Antwoord schriftelijke vragen : Antwoord op vragen van het lid Nijboer over het Scandinavische duale stelsel voor het belasten van directeur-grootaandeelhouders (dga’s)
Vragen van het lid Nijboer (PvdA) aan de Staatssecretaris van Financiën over het Scandinavische duale stelsel voor het belasten van Directeurgroot-aandeelhouders (DGA’s) (ingezonden 12 april 2019).

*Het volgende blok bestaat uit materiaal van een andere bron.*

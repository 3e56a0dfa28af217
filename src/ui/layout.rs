use std::fmt::Write as _;

use super::escape;
use crate::i18n::{Locale, switch_locale_path, t};
use crate::session::SessionUser;

/// What every page needs besides its own content.
#[derive(Debug, Clone, Copy)]
pub struct PageContext<'a> {
    pub locale: Locale,
    /// Request path, used to build language switcher links.
    pub path: &'a str,
    pub user: Option<&'a SessionUser>,
}

impl<'a> PageContext<'a> {
    #[must_use]
    pub fn new(locale: Locale, path: &'a str) -> Self {
        Self {
            locale,
            path,
            user: None,
        }
    }

    #[must_use]
    pub fn with_user(mut self, user: &'a SessionUser) -> Self {
        self.user = Some(user);
        self
    }

    pub(crate) fn t(&self, key: &str) -> String {
        t(self.locale, key)
    }
}

fn language_switcher(ctx: &PageContext<'_>) -> String {
    let mut links = String::new();
    for locale in Locale::ALL {
        let current = if locale == ctx.locale {
            r#" aria-current="true" class="active""#
        } else {
            ""
        };
        let _ = write!(
            links,
            r#"<a href="{href}" hreflang="{code}"{current}>{name}</a>"#,
            href = escape(&switch_locale_path(ctx.path, locale)),
            code = locale.code(),
            name = escape(&t(ctx.locale, locale.name_key())),
        );
    }
    format!(
        r#"<nav class="lang-switcher" aria-label="{label}">{links}</nav>"#,
        label = escape(&ctx.t("LanguageSwitcher.toggleLanguageMenu")),
    )
}

fn user_badge(ctx: &PageContext<'_>) -> String {
    let Some(user) = ctx.user else {
        return String::new();
    };
    format!(
        r#"<div class="user-badge">
            <span class="user-email">{email}</span>
            <span class="user-position">{position}</span>
            <form method="post" action="/{locale}/logout">
                <button type="submit" class="link-button">{logout}</button>
            </form>
        </div>"#,
        email = escape(&user.email),
        position = escape(user.position.as_stored()),
        locale = ctx.locale,
        logout = escape(&ctx.t("Chat.logout")),
    )
}

/// Generate the HTML shell for a page.
#[must_use]
pub fn html_shell(ctx: &PageContext<'_>, title: &str, content: &str) -> String {
    html_shell_with_head(ctx, title, "", content)
}

/// Like [`html_shell`], with extra markup appended to `<head>`.
///
/// `head` is inserted verbatim.
#[must_use]
pub fn html_shell_with_head(
    ctx: &PageContext<'_>,
    title: &str,
    head: &str,
    content: &str,
) -> String {
    format!(
        r#"<!DOCTYPE html>
<html lang="{lang}">
<head>
    <meta charset="utf-8">
    <meta name="viewport" content="width=device-width, initial-scale=1">
    <title>{title} - {app}</title>
    <link rel="stylesheet" href="/static/app.css">
    {head}
</head>
<body>
    <header class="topbar">
        <span class="brand">{app}</span>
        <div class="topbar-actions">
            {badge}
            {switcher}
        </div>
    </header>
    <main id="app">
        {content}
    </main>
</body>
</html>"#,
        lang = ctx.locale.code(),
        title = escape(title),
        app = escape(&ctx.t("App.name")),
        badge = user_badge(ctx),
        switcher = language_switcher(ctx),
    )
}

#[cfg(test)]
mod tests {
    use super::*;
    use crate::users::Position;

    #[test]
    fn shell_links_every_locale() {
        let ctx = PageContext::new(Locale::Pt, "/pt/login");
        let html = html_shell(&ctx, "Entrar", "<p>x</p>");
        assert!(html.contains(r#"<html lang="pt">"#));
        assert!(html.contains(r#"href="/en/login""#));
        assert!(html.contains(r#"href="/es/login""#));
        assert!(html.contains("<p>x</p>"));
    }

    #[test]
    fn extra_head_markup_stays_in_head() {
        let ctx = PageContext::new(Locale::En, "/en/register");
        let html = html_shell_with_head(&ctx, "Register", r#"<meta name="x">"#, "<p>body</p>");
        let head_end = html.find("</head>").expect("head");
        let meta = html.find(r#"<meta name="x">"#).expect("meta");
        assert!(meta < head_end);
        assert!(html.find("<p>body</p>").expect("body") > head_end);
    }

    #[test]
    fn shell_shows_signed_in_user() {
        let user = SessionUser {
            uid: "u".into(),
            email: "<ana>@corp.io".into(),
            name: "Ana".into(),
            position: Position::Manager,
            id_token: String::new(),
            token_key: String::new(),
        };
        let ctx = PageContext::new(Locale::En, "/en/chat").with_user(&user);
        let html = html_shell(&ctx, "Chat", "");
        assert!(html.contains("&lt;ana&gt;@corp.io"));
        assert!(html.contains("Gestor"));
        assert!(html.contains(r#"action="/en/logout""#));
    }
}
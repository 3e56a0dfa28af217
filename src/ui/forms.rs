//! Form payloads and their validation.
//!
//! Validation errors are catalog keys, rendered next to the offending field.

use std::collections::BTreeMap;
use std::sync::LazyLock;

use regex::Regex;

use serde::Deserialize;

/// Minimum password length accepted at registration.
pub const MIN_PASSWORD_LEN: usize = 6;

/// Field name -> catalog key of its error.
#[derive(Debug, Clone, Default, PartialEq, Eq)]
pub struct FormErrors(BTreeMap<&'static str, &'static str>);

impl FormErrors {
    pub fn insert(&mut self, field: &'static str, key: &'static str) {
        self.0.entry(field).or_insert(key);
    }

    #[must_use]
    pub fn get(&self, field: &str) -> Option<&'static str> {
        self.0.get(field).copied()
    }

    #[must_use]
    pub fn is_empty(&self) -> bool {
        self.0.is_empty()
    }

    #[must_use]
    pub fn len(&self) -> usize {
        self.0.len()
    }
}

#[derive(Debug, Clone, Default, Deserialize)]
pub struct LoginForm {
    #[serde(default)]
    pub email: String,
    #[serde(default)]
    pub password: String,
}

impl LoginForm {
    pub fn validate(&self) -> FormErrors {
        let mut errors = FormErrors::default();
        let email = self.email.trim();
        if email.is_empty() {
            errors.insert("email", "Login.emailRequired");
        } else if !is_login_email(email) {
            errors.insert("email", "Login.emailInvalid");
        }
        if self.password.is_empty() {
            errors.insert("password", "Login.passwordRequired");
        }
        errors
    }
}

#[derive(Debug, Clone, Default, Deserialize)]
pub struct RegisterForm {
    #[serde(default)]
    pub name: String,
    #[serde(default)]
    pub email: String,
    #[serde(default)]
    pub password: String,
    #[serde(default, rename = "confirmPassword")]
    pub confirm_password: String,
}

impl RegisterForm {
    pub fn validate(&self) -> FormErrors {
        let mut errors = FormErrors::default();

        if self.name.trim().is_empty() {
            errors.insert("name", "Register.errors.nameRequired");
        }

        if self.email.is_empty() {
            errors.insert("email", "Register.errors.emailRequired");
        } else if !is_register_email(&self.email) {
            errors.insert("email", "Register.errors.emailInvalid");
        }

        if self.password.is_empty() {
            errors.insert("password", "Register.errors.passwordRequired");
        } else if self.password.chars().count() < MIN_PASSWORD_LEN {
            errors.insert("password", "Register.errors.passwordTooShort");
        }

        if self.confirm_password.is_empty() {
            errors.insert("confirmPassword", "Register.errors.confirmPasswordRequired");
        } else if self.password != self.confirm_password {
            errors.insert("confirmPassword", "Register.errors.passwordsDoNotMatch");
        }

        errors
    }
}

/// Whole value is `non-space+ @ non-space+`.
static LOGIN_EMAIL_REGEX: LazyLock<Regex> =
    LazyLock::new(|| Regex::new(r"^\S+@\S+$").expect("login email pattern"));

/// Contains `non-space+ @ non-space+ . non-space+` somewhere.
static REGISTER_EMAIL_REGEX: LazyLock<Regex> =
    LazyLock::new(|| Regex::new(r"\S+@\S+\.\S+").expect("register email pattern"));

fn is_login_email(value: &str) -> bool {
    LOGIN_EMAIL_REGEX.is_match(value)
}

fn is_register_email(value: &str) -> bool {
    REGISTER_EMAIL_REGEX.is_match(value)
}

Antwoord van Staatssecretaris Snel (Financiën) (ontvangen 15 mei 2019).
Vraag 1
Bent u bekend met het artikel «Scandinavisch belastingmodel voorkomt excessief lenen
van eigen bv»1?
Antwoord 1
Ja.
Vraag 2, 3, 4, 5
Bent u bekend met het Scandinavische model voor het belasten van ondernemers met een
duaal stelsel, waarbij er een forfaitaire winst wordt toegekend aan vermogen, en de
overwinst wordt belast als inkomen uit arbeid? Kunt u uiteenzetten hoe dit stelsel
werkt?
Is het niet eenvoudiger en rechtvaardiger om te werken met een vast rendement op het
vermogen, omdat dit eenvoudiger vast te stellen is dan een «gebruikelijk loon», en
tevens minder mogelijkheden biedt tot belastingontwijking en ander fiscaal trapezewerk?
Op welke wijze zou een forfaitair rendement op het vermogen in een onderneming vastgesteld
kunnen worden? Wat vindt u van de suggestie om aan te sluiten bij de som van de rente
op middellange staatsobligaties plus een risicopremie? Wat zijn andere modellen? Welke
worden in Scandinavische landen toegepast?
Onderkent u het probleem van uitstel en afstel van belastingbetaling door DGA’s? Is
het niet beter dit probleem bij de kern aan te pakken met een nieuw stelsel dan met
pleisters proberen de grootste gaten af te plakken? Wordt het stelsel daarmee bovendien
niet te complex?
Antwoord 2, 3, 4, 5
Een duaal belastingstelsel is een stelsel dat kapitaalinkomen en arbeidsinkomen apart
belast. Het uitgangspunt voor dit stelsel is dat het werkelijke rendement (inkomen)
op alle vermogen (kapitaal) op dezelfde manier wordt belast, dat wil zeggen ongeacht
of er sprake is van rente, dividend, vermogenswinst, huurinkomsten, et cetera. Kapitaalinkomen
wordt daarbij in beginsel tegen een (relatief laag) uniform tarief belast en arbeidsinkomen
tegen een (hoger) progressief tarief. De kosten die samenhangen met deze vermogensbestanddelen
(zoals ook rentelasten van leningen) zijn aftrekbaar.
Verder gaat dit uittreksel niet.